### [Work to complete]
Beginning at the line containing "a AS (SELECT" in the material below and ending at the line containing "(SELECT 1) DELETE", return each line exactly and add nothing.
BEGIN
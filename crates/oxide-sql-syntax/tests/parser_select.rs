//! Tests for SELECT statements: result columns, FROM items and joins,
//! clauses, compounds, and WITH.

mod common;
use common::*;

#[allow(clippy::enum_glob_use)]
use oxide_sql_syntax::SyntaxKind::*;

// ===================================================================
// Result columns
// ===================================================================

#[test]
fn select_result_columns() {
    let root = parse_ok("SELECT DISTINCT a AS x, b y, t.*, * FROM t");
    assert_eq!(count(&root, RESULT_COLUMN), 4);
    let aliases: Vec<_> = find_all(&root, COLUMN_ALIAS_NAME)
        .iter()
        .map(|n| n.text().to_string())
        .collect();
    assert_eq!(aliases, vec!["x", "y"]);
    assert_eq!(text_of(&root, SELECTED_TABLE_NAME), "t");
}

#[test]
fn select_statement_shape() {
    let stmt = statement("SELECT a FROM t WHERE a > 1 GROUP BY a HAVING count(*) > 1");
    assert_eq!(stmt.kind(), SELECT_STATEMENT);
    let core = find(&stmt, SELECT_CORE_SELECT);
    assert_eq!(
        child_kinds(&core),
        vec![RESULT_COLUMNS, FROM_CLAUSE, WHERE_CLAUSE, GROUP_BY_CLAUSE]
    );
}

#[test]
fn select_values() {
    let root = parse_ok("VALUES (1, 2), (3, 4)");
    assert_eq!(count(&root, SELECT_CORE_VALUES), 1);
    assert_eq!(count(&root, VALUES_ROW), 2);
}

// ===================================================================
// FROM
// ===================================================================

#[test]
fn from_single_table() {
    let root = parse_ok("SELECT * FROM main.users AS u");
    let from = find(&root, FROM_CLAUSE);
    assert_eq!(child_kinds(&from), vec![TABLE_OR_SUBQUERY]);
    assert_eq!(text_of(&from, DATABASE_NAME), "main");
    assert_eq!(text_of(&from, DEFINED_TABLE_NAME), "users");
    assert_eq!(text_of(&from, TABLE_ALIAS_NAME), "u");
}

#[test]
fn from_indexed_by() {
    let root = parse_ok("SELECT * FROM t INDEXED BY idx_t");
    assert_eq!(text_of(&root, INDEX_NAME), "idx_t");

    let root = parse_ok("SELECT * FROM t NOT INDEXED WHERE a = 1");
    assert_eq!(count(&root, INDEXED_BY), 1);
    assert_eq!(count(&root, WHERE_CLAUSE), 1);
}

#[test]
fn from_joins() {
    let root = parse_ok(
        "SELECT * FROM a NATURAL LEFT OUTER JOIN b USING (id) \
         INNER JOIN c ON c.id = b.id CROSS JOIN d, e",
    );
    assert_eq!(count(&root, JOIN_CLAUSE), 1);
    assert_eq!(count(&root, JOIN_OPERATOR), 4);
    assert_eq!(count(&root, JOIN_CONSTRAINT), 2);
    assert_eq!(count(&root, TABLE_OR_SUBQUERY), 5);
}

#[test]
fn from_join_wraps_first_table() {
    let root = parse_ok("SELECT * FROM a JOIN b ON a.id = b.id");
    let join = find(&root, JOIN_CLAUSE);
    assert_eq!(
        child_kinds(&join),
        vec![TABLE_OR_SUBQUERY, JOIN_OPERATOR, TABLE_OR_SUBQUERY, JOIN_CONSTRAINT]
    );
}

#[test]
fn from_join_without_constraint() {
    parse_ok("SELECT * FROM a INNER JOIN b WHERE a.id = 1");
}

#[test]
fn from_subquery_with_alias() {
    let root = parse_ok("SELECT s.n FROM (SELECT 1 AS n) AS s");
    let item = find(&root, TABLE_OR_SUBQUERY);
    assert_eq!(child_kinds(&item), vec![SELECT_SUBQUERY, TABLE_ALIAS_NAME]);
}

#[test]
fn from_parenthesized_join() {
    let root = parse_ok("SELECT * FROM (a JOIN b ON a.x = b.x) LEFT JOIN c ON c.y = a.y");
    assert_eq!(count(&root, JOIN_CLAUSE), 2);
    assert_eq!(count(&root, SELECT_SUBQUERY), 0);
}

// ===================================================================
// Clauses and compounds
// ===================================================================

#[test]
fn order_by_and_limit() {
    let root = parse_ok("SELECT a FROM t ORDER BY a DESC, b COLLATE nocase ASC LIMIT 10 OFFSET 5");
    assert_eq!(count(&root, ORDERING_TERM), 2);
    assert_eq!(count(&root, COLLATE_EXPRESSION), 1);
    let stmt = find(&root, SELECT_STATEMENT);
    assert_eq!(
        child_kinds(&stmt),
        vec![SELECT_CORE, ORDER_CLAUSE, LIMIT_CLAUSE]
    );
}

#[test]
fn limit_with_comma() {
    let root = parse_ok("SELECT a FROM t LIMIT 5, 10");
    let limit = find(&root, LIMIT_CLAUSE);
    assert_eq!(child_kinds(&limit), vec![LITERAL_EXPRESSION, LITERAL_EXPRESSION]);
}

#[test]
fn compound_selects() {
    let root = parse_ok(
        "SELECT 1 UNION ALL SELECT 2 INTERSECT SELECT 3 EXCEPT VALUES (4) ORDER BY 1 DESC LIMIT 1",
    );
    assert_eq!(count(&root, COMPOUND_OPERATOR), 3);
    assert_eq!(count(&root, SELECT_CORE), 4);
    assert_eq!(count(&root, SELECT_STATEMENT), 1);
    let compounds: Vec<_> = find_all(&root, COMPOUND_OPERATOR)
        .iter()
        .map(|n| n.text().to_string())
        .collect();
    assert_eq!(compounds, vec!["UNION ALL", "INTERSECT", "EXCEPT"]);
}

// ===================================================================
// WITH
// ===================================================================

#[test]
fn with_statement_shape() {
    let stmt = statement("WITH x AS (SELECT 1) SELECT * FROM x");
    assert_eq!(stmt.kind(), WITH_CLAUSE_STATEMENT);
    assert_eq!(child_kinds(&stmt), vec![WITH_CLAUSE, SELECT_STATEMENT]);
}

#[test]
fn with_recursive_and_columns() {
    let root = parse_ok(
        "WITH RECURSIVE cnt(x) AS (SELECT 1 UNION ALL SELECT x + 1 FROM cnt LIMIT 10) \
         SELECT x FROM cnt",
    );
    assert_eq!(text_of(&root, TABLE_DEFINITION_NAME), "cnt");
    assert_eq!(text_of(&root, COLUMN_DEFINITION_NAME), "x");
    assert_eq!(count(&root, WITH_CLAUSE_TABLE), 1);
}

#[test]
fn with_several_tables() {
    let root = parse_ok("WITH a AS (SELECT 1), b (n) AS (VALUES (2)) SELECT * FROM a, b");
    assert_eq!(count(&root, WITH_CLAUSE_TABLE), 2);
    assert_eq!(count(&root, WITH_CLAUSE_TABLE_DEF), 2);
}

#[test]
fn with_before_dml() {
    let root = parse_ok("WITH x AS (SELECT 1) DELETE FROM t WHERE a IN x");
    let stmt = find(&root, WITH_CLAUSE_STATEMENT);
    assert_eq!(child_kinds(&stmt), vec![WITH_CLAUSE, DELETE_STATEMENT]);

    let root = parse_ok("WITH x AS (SELECT 1) UPDATE t SET a = (SELECT * FROM x)");
    assert_eq!(count(&root, UPDATE_STATEMENT), 1);

    let root = parse_ok("WITH x AS (SELECT 1) INSERT INTO t SELECT * FROM x");
    assert_eq!(count(&root, INSERT_STATEMENT), 1);
}

// ===================================================================
// Errors
// ===================================================================

#[test]
fn error_select_without_columns() {
    let errors = parse_err("SELECT FROM t");
    assert_eq!(errors.len(), 1);
    assert_eq!(errors[0].message, "<result column> expected, got 'FROM'");
}

#[test]
fn error_from_without_table() {
    assert_eq!(first_error("SELECT * FROM"), "<table or subquery> expected");
}

#[test]
fn error_join_without_table() {
    assert_eq!(
        first_error("SELECT * FROM a LEFT JOIN WHERE 1"),
        "<table or subquery> expected, got 'WHERE'"
    );
}

#[test]
fn error_order_without_by() {
    assert_eq!(first_error("SELECT a FROM t ORDER a"), "BY expected, got 'a'");
}

#[test]
fn error_compound_without_core() {
    assert_eq!(first_error("SELECT 1 UNION"), "SELECT or VALUES expected");
}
END
### [Answer]
    let root = parse_ok("WITH a AS (SELECT 1), b (n) AS (VALUES (2)) SELECT * FROM a, b");
    assert_eq!(count(&root, WITH_CLAUSE_TABLE), 2);
    assert_eq!(count(&root, WITH_CLAUSE_TABLE_DEF), 2);
}

#[test]
fn with_before_dml() {
    let root = parse_ok("WITH x AS (SELECT 1) DELETE FROM t WHERE a IN x");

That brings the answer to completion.